### Task brief
Calculate how many lines in the following records hold the word "INTO", and report that number without comment.

*** Data ***

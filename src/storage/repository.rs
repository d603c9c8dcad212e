use crate::database::{Database, ExecuteQuery};
use crate::rules::{AuditScope, Verb};
use crate::storage::models::{AuditRecord, AuditStats, AuditStatus};
use crate::storage::{AuditError, AuditSchema, AuditStore};
use async_trait::async_trait;
use chrono::{DateTime, Utc};
use log::debug;
use tokio_postgres::types::ToSql;
use tokio_postgres::Row;

const INSERT_BASE: &str = "INSERT INTO firewall_logs
    (action, target_ip, target_port, comment, target_server, target_servers, target_group, target_groups,
     actor_user_id, actor_name, actor_ip, user_agent, status, error_msg, created_at)
    VALUES ($1, $2, $3, $4, $5, $6, $7, $8, $9, $10, $11, $12, $13, $14, $15)";

const INSERT_WITH_RANGE: &str = "INSERT INTO firewall_logs
    (action, target_ip, target_port, comment, target_server, target_servers, target_group, target_groups,
     actor_user_id, actor_name, actor_ip, user_agent, status, error_msg, created_at,
     target_port_from, target_port_to)
    VALUES ($1, $2, $3, $4, $5, $6, $7, $8, $9, $10, $11, $12, $13, $14, $15, $16, $17)";

const SELECT_BASE: &str = "SELECT id, action, target_ip, target_port,
    NULL::INTEGER AS target_port_from, NULL::INTEGER AS target_port_to,
    comment, target_server, target_servers, target_group, target_groups,
    actor_user_id, actor_name, actor_ip, user_agent, status, error_msg, created_at
    FROM firewall_logs";

const SELECT_WITH_RANGE: &str = "SELECT id, action, target_ip, target_port,
    target_port_from, target_port_to,
    comment, target_server, target_servers, target_group, target_groups,
    actor_user_id, actor_name, actor_ip, user_agent, status, error_msg, created_at
    FROM firewall_logs";

/// PostgreSQLの `firewall_logs` テーブルへの監査ストア。
/// 挿入文は起動時に検出したスキーマに合わせて選ぶ。
pub struct PostgresAuditStore {
    db: Database,
    schema: AuditSchema,
}

impl PostgresAuditStore {
    pub fn new(db: Database, schema: AuditSchema) -> Self {
        Self { db, schema }
    }

    fn insert_statement(schema: AuditSchema) -> &'static str {
        if schema.has_port_range {
            INSERT_WITH_RANGE
        } else {
            INSERT_BASE
        }
    }

    fn select_statement(schema: AuditSchema) -> &'static str {
        if schema.has_port_range {
            SELECT_WITH_RANGE
        } else {
            SELECT_BASE
        }
    }

    /// 範囲列がない場合、範囲の情報が失われないようコメントに残す
    fn stored_comment(record: &AuditRecord, schema: AuditSchema) -> String {
        match (record.target_port_from, record.target_port_to) {
            (Some(from), Some(to)) if !schema.has_port_range => {
                let range = format!("(range: {}-{})", from, to);
                if record.comment.is_empty() {
                    range
                } else {
                    format!("{} {}", record.comment, range)
                }
            }
            _ => record.comment.clone(),
        }
    }

    fn record_from_row(row: &Row) -> AuditRecord {
        let status: String = row.get("status");
        AuditRecord {
            id: Some(row.get("id")),
            action: row.get("action"),
            target_ip: row.get("target_ip"),
            target_port: row.get("target_port"),
            target_port_from: row.get("target_port_from"),
            target_port_to: row.get("target_port_to"),
            comment: row.get::<_, Option<String>>("comment").unwrap_or_default(),
            scope: AuditScope {
                target_server: row.get("target_server"),
                target_servers: row.get("target_servers"),
                target_group: row.get("target_group"),
                target_groups: row.get("target_groups"),
            },
            actor_user_id: row.get("actor_user_id"),
            actor_name: row.get("actor_name"),
            actor_ip: row.get("actor_ip"),
            user_agent: row.get("user_agent"),
            status: AuditStatus::parse(&status),
            error_msg: row.get("error_msg"),
            created_at: row.get("created_at"),
        }
    }

    fn creating_actions() -> Vec<String> {
        Verb::all()
            .filter(Verb::is_creating)
            .map(|verb| verb.as_str().to_string())
            .collect()
    }
}

#[async_trait]
impl AuditStore for PostgresAuditStore {
    async fn insert(&self, record: &AuditRecord) -> Result<(), AuditError> {
        let comment = Self::stored_comment(record, self.schema);
        let status = record.status.as_str();

        let mut params: Vec<&(dyn ToSql + Sync)> = vec![
            &record.action,
            &record.target_ip,
            &record.target_port,
            &comment,
            &record.scope.target_server,
            &record.scope.target_servers,
            &record.scope.target_group,
            &record.scope.target_groups,
            &record.actor_user_id,
            &record.actor_name,
            &record.actor_ip,
            &record.user_agent,
            &status,
            &record.error_msg,
            &record.created_at,
        ];
        if self.schema.has_port_range {
            params.push(&record.target_port_from);
            params.push(&record.target_port_to);
        }

        self.db
            .execute(Self::insert_statement(self.schema), &params)
            .await
            .map_err(|e| AuditError::Write(e.to_string()))?;

        debug!("監査ログを記録しました: {} {}", record.action, record.status.as_str());
        Ok(())
    }

    async fn creation_history(&self) -> Result<Vec<AuditRecord>, AuditError> {
        let actions = Self::creating_actions();
        let query = format!(
            "{} WHERE action = ANY($1) ORDER BY created_at DESC, id DESC",
            Self::select_statement(self.schema)
        );
        let rows = self
            .db
            .query(&query, &[&actions])
            .await
            .map_err(|e| AuditError::Read(e.to_string()))?;
        Ok(rows.iter().map(Self::record_from_row).collect())
    }

    async fn recent(&self, actor: Option<i64>, limit: i64) -> Result<Vec<AuditRecord>, AuditError> {
        let query = format!(
            "{} WHERE ($1::BIGINT IS NULL OR actor_user_id = $1)
             ORDER BY created_at DESC, id DESC LIMIT $2",
            Self::select_statement(self.schema)
        );
        let rows = self
            .db
            .query(&query, &[&actor, &limit])
            .await
            .map_err(|e| AuditError::Read(e.to_string()))?;
        Ok(rows.iter().map(Self::record_from_row).collect())
    }

    async fn stats_since(
        &self,
        since: DateTime<Utc>,
        actor: Option<i64>,
    ) -> Result<AuditStats, AuditError> {
        let row = self
            .db
            .query_one(
                "SELECT COUNT(*),
                        COUNT(*) FILTER (WHERE status = 'OK'),
                        COUNT(*) FILTER (WHERE status = 'ERR'),
                        COUNT(DISTINCT actor_ip)
                 FROM firewall_logs
                 WHERE created_at > $1 AND ($2::BIGINT IS NULL OR actor_user_id = $2)",
                &[&since, &actor],
            )
            .await
            .map_err(|e| AuditError::Read(e.to_string()))?;

        Ok(AuditStats {
            total_actions: row.get(0),
            success_count: row.get(1),
            error_count: row.get(2),
            unique_ips: row.get(3),
        })
    }
}

#[cfg(test)]
mod tests {
    use super::*;

    fn record(comment: &str, range: Option<(i32, i32)>) -> AuditRecord {
        AuditRecord {
            id: None,
            action: "unblock_port".to_string(),
            target_ip: None,
            target_port: None,
            target_port_from: range.map(|r| r.0),
            target_port_to: range.map(|r| r.1),
            comment: comment.to_string(),
            scope: AuditScope::default(),
            actor_user_id: 1,
            actor_name: "admin".to_string(),
            actor_ip: "cli".to_string(),
            user_agent: "cli".to_string(),
            status: AuditStatus::Ok,
            error_msg: None,
            created_at: Utc::now(),
        }
    }

    #[test]
    fn test_insert_statement_follows_schema() {
        let base = PostgresAuditStore::insert_statement(AuditSchema::BASE);
        let extended = PostgresAuditStore::insert_statement(AuditSchema::WITH_PORT_RANGE);
        assert!(!base.contains("target_port_from"));
        assert!(base.contains("$15)"));
        assert!(extended.contains("target_port_from, target_port_to"));
        assert!(extended.contains("$17)"));
    }

    #[test]
    fn test_range_kept_in_comment_without_extension() {
        let r = record("maintenance", Some((20000, 30000)));
        assert_eq!(
            PostgresAuditStore::stored_comment(&r, AuditSchema::BASE),
            "maintenance (range: 20000-30000)"
        );
        assert_eq!(
            PostgresAuditStore::stored_comment(&r, AuditSchema::WITH_PORT_RANGE),
            "maintenance"
        );
        let r = record("", Some((1, 2)));
        assert_eq!(PostgresAuditStore::stored_comment(&r, AuditSchema::BASE), "(range: 1-2)");
        let r = record("plain", None);
        assert_eq!(PostgresAuditStore::stored_comment(&r, AuditSchema::BASE), "plain");
    }

    #[test]
    fn test_creating_actions() {
        let actions = PostgresAuditStore::creating_actions();
        assert_eq!(actions.len(), 5);
        assert!(actions.contains(&"ban_ip".to_string()));
        assert!(!actions.iter().any(|a| a.starts_with("un")));
    }
}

*** End of Data ***

### Task response
2